§ **Work item**
From the records below, output exactly the lines running from the line containing "pub fn data_dir(&self)" through the line containing "let (store, config) = open_store()?;", and no others.

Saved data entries
#####

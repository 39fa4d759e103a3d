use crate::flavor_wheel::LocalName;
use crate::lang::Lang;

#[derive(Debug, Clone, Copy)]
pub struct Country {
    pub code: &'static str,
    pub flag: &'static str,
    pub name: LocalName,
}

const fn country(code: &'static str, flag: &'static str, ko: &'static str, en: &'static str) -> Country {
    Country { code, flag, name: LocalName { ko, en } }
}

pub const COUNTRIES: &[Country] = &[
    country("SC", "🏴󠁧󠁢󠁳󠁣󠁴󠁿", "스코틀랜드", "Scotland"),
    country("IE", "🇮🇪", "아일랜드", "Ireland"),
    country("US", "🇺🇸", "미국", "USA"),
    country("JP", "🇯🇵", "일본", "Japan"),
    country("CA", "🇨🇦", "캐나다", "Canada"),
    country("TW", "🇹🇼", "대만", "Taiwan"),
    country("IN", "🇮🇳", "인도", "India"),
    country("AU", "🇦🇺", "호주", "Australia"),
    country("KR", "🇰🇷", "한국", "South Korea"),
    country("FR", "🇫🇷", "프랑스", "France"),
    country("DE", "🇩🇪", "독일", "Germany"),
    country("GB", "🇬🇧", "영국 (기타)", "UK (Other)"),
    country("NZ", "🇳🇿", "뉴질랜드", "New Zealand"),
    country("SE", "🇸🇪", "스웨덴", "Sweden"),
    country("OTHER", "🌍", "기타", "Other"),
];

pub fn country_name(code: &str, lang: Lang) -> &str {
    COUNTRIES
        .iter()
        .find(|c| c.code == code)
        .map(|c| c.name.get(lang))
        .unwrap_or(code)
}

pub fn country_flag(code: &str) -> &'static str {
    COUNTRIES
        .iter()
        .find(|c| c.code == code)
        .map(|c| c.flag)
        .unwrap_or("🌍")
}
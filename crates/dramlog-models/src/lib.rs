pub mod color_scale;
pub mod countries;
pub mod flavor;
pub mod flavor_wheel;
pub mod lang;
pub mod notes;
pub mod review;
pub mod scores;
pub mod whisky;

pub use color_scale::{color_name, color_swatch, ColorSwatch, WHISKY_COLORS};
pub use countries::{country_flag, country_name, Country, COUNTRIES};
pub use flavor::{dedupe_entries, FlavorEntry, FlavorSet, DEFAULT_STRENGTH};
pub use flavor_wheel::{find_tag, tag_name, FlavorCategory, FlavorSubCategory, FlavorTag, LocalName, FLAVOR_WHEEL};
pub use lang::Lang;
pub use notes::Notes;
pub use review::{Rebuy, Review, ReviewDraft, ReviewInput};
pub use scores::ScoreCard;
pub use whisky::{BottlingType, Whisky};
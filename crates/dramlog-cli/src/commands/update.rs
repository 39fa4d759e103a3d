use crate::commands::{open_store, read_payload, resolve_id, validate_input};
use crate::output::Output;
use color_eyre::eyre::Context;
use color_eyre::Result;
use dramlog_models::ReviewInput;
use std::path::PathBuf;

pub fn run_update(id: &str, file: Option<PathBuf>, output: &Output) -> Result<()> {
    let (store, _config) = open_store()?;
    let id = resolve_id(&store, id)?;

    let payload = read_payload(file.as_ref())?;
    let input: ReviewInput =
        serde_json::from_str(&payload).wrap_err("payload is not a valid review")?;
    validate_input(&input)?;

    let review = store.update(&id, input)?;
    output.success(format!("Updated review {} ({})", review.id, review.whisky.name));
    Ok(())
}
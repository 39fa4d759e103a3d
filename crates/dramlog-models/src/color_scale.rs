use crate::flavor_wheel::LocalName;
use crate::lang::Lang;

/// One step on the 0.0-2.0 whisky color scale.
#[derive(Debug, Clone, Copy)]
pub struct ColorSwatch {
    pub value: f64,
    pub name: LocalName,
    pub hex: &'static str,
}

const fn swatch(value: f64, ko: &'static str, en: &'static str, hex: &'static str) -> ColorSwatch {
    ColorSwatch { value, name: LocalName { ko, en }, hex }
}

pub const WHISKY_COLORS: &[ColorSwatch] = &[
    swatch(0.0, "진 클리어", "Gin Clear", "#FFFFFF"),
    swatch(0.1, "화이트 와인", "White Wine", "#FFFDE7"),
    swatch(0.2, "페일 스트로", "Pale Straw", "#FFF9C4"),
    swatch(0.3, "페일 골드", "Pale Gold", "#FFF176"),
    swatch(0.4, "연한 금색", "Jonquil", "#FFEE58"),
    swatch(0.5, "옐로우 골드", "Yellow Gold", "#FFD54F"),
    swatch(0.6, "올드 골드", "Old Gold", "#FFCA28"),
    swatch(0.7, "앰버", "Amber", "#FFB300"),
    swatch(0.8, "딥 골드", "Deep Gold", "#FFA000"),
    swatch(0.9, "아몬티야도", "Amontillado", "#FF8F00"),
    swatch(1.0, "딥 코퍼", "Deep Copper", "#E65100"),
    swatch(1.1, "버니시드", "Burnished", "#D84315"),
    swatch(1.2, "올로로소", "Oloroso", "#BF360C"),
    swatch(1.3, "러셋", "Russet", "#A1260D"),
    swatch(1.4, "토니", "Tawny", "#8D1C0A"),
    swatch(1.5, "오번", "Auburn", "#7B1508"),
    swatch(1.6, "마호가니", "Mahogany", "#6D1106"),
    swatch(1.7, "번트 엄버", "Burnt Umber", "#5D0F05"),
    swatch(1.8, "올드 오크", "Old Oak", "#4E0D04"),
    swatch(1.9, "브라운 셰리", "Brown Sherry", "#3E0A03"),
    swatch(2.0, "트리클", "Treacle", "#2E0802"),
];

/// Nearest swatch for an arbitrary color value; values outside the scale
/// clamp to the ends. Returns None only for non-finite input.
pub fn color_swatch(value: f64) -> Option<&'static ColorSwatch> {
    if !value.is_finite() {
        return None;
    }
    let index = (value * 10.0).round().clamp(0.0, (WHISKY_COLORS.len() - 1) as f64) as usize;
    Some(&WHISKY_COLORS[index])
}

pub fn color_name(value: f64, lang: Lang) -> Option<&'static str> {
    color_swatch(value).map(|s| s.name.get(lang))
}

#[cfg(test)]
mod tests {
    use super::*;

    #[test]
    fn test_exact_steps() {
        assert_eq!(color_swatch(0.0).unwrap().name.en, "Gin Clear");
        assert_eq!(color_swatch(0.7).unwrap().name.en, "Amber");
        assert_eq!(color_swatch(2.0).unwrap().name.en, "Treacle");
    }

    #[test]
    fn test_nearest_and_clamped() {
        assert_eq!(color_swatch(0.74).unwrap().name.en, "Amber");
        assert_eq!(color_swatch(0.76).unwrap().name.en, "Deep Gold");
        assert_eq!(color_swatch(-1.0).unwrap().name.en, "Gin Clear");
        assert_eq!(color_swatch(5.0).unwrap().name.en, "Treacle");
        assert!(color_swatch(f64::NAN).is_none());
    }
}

#####

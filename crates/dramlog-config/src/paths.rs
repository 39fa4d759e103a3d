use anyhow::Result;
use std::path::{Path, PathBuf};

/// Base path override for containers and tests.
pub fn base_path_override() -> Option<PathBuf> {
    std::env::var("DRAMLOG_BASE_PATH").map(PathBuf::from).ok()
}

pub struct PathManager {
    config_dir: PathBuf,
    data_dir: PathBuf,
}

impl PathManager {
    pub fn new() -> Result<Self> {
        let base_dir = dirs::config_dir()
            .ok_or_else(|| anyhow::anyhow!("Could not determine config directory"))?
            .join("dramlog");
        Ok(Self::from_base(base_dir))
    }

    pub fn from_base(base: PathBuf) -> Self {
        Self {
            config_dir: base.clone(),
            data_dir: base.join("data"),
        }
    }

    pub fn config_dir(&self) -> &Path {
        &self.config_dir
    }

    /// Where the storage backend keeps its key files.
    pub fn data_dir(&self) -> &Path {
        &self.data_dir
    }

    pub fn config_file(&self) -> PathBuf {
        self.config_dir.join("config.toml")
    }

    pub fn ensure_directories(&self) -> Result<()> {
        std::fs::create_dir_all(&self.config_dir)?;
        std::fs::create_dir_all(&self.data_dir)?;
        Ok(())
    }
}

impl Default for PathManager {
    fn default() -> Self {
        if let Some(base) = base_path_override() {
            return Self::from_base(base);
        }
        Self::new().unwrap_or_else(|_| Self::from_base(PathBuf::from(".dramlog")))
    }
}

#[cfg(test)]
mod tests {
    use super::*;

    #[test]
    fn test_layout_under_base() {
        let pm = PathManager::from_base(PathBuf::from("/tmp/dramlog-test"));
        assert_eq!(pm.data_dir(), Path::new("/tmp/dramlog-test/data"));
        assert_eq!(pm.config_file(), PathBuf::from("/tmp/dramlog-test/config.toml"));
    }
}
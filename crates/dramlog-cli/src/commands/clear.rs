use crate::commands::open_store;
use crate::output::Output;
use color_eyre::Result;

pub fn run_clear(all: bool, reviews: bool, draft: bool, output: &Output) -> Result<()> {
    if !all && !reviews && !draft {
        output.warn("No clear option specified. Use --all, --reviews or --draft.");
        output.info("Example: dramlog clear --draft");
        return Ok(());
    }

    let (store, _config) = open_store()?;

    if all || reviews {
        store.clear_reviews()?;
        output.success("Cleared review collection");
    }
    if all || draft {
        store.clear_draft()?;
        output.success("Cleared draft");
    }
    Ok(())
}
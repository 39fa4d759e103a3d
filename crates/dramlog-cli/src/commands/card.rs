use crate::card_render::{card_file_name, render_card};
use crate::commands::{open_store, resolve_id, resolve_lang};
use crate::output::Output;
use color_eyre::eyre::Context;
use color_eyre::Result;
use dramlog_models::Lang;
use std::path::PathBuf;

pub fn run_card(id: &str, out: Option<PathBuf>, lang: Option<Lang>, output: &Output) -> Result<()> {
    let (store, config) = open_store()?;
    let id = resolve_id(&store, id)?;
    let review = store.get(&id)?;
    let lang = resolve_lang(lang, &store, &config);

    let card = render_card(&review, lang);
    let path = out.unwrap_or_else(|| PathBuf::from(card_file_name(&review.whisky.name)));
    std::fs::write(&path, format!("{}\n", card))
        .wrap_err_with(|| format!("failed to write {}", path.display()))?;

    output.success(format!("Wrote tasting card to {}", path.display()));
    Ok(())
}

#####

§ **Task solution**
    pub fn data_dir(&self) -> &Path {
        &self.data_dir
    }

    pub fn config_file(&self) -> PathBuf {
        self.config_dir.join("config.toml")
    }

    pub fn ensure_directories(&self) -> Result<()> {
        std::fs::create_dir_all(&self.config_dir)?;
        std::fs::create_dir_all(&self.data_dir)?;
        Ok(())
    }
}

impl Default for PathManager {
    fn default() -> Self {
        if let Some(base) = base_path_override() {
            return Self::from_base(base);
        }
        Self::new().unwrap_or_else(|_| Self::from_base(PathBuf::from(".dramlog")))
    }
}

#[cfg(test)]
mod tests {
    use super::*;

    #[test]
    fn test_layout_under_base() {
        let pm = PathManager::from_base(PathBuf::from("/tmp/dramlog-test"));
        assert_eq!(pm.data_dir(), Path::new("/tmp/dramlog-test/data"));
        assert_eq!(pm.config_file(), PathBuf::from("/tmp/dramlog-test/config.toml"));
    }
}
filename crates/dramlog-cli/src/commands/clear.rs
use crate::commands::open_store;
use crate::output::Output;
use color_eyre::Result;

pub fn run_clear(all: bool, reviews: bool, draft: bool, output: &Output) -> Result<()> {
    if !all && !reviews && !draft {
        output.warn("No clear option specified. Use --all, --reviews or --draft.");
        output.info("Example: dramlog clear --draft");
        return Ok(());
    }

    let (store, _config) = open_store()?;

    if all || reviews {
        store.clear_reviews()?;
        output.success("Cleared review collection");
    }
    if all || draft {
        store.clear_draft()?;
        output.success("Cleared draft");
    }
    Ok(())
}
repository 39fa4d759e103a3d
filename crates/dramlog-cli/src/commands/card.rs
use crate::card_render::{card_file_name, render_card};
use crate::commands::{open_store, resolve_id, resolve_lang};
use crate::output::Output;
use color_eyre::eyre::Context;
use color_eyre::Result;
use dramlog_models::Lang;
use std::path::PathBuf;

pub fn run_card(id: &str, out: Option<PathBuf>, lang: Option<Lang>, output: &Output) -> Result<()> {
    let (store, config) = open_store()?;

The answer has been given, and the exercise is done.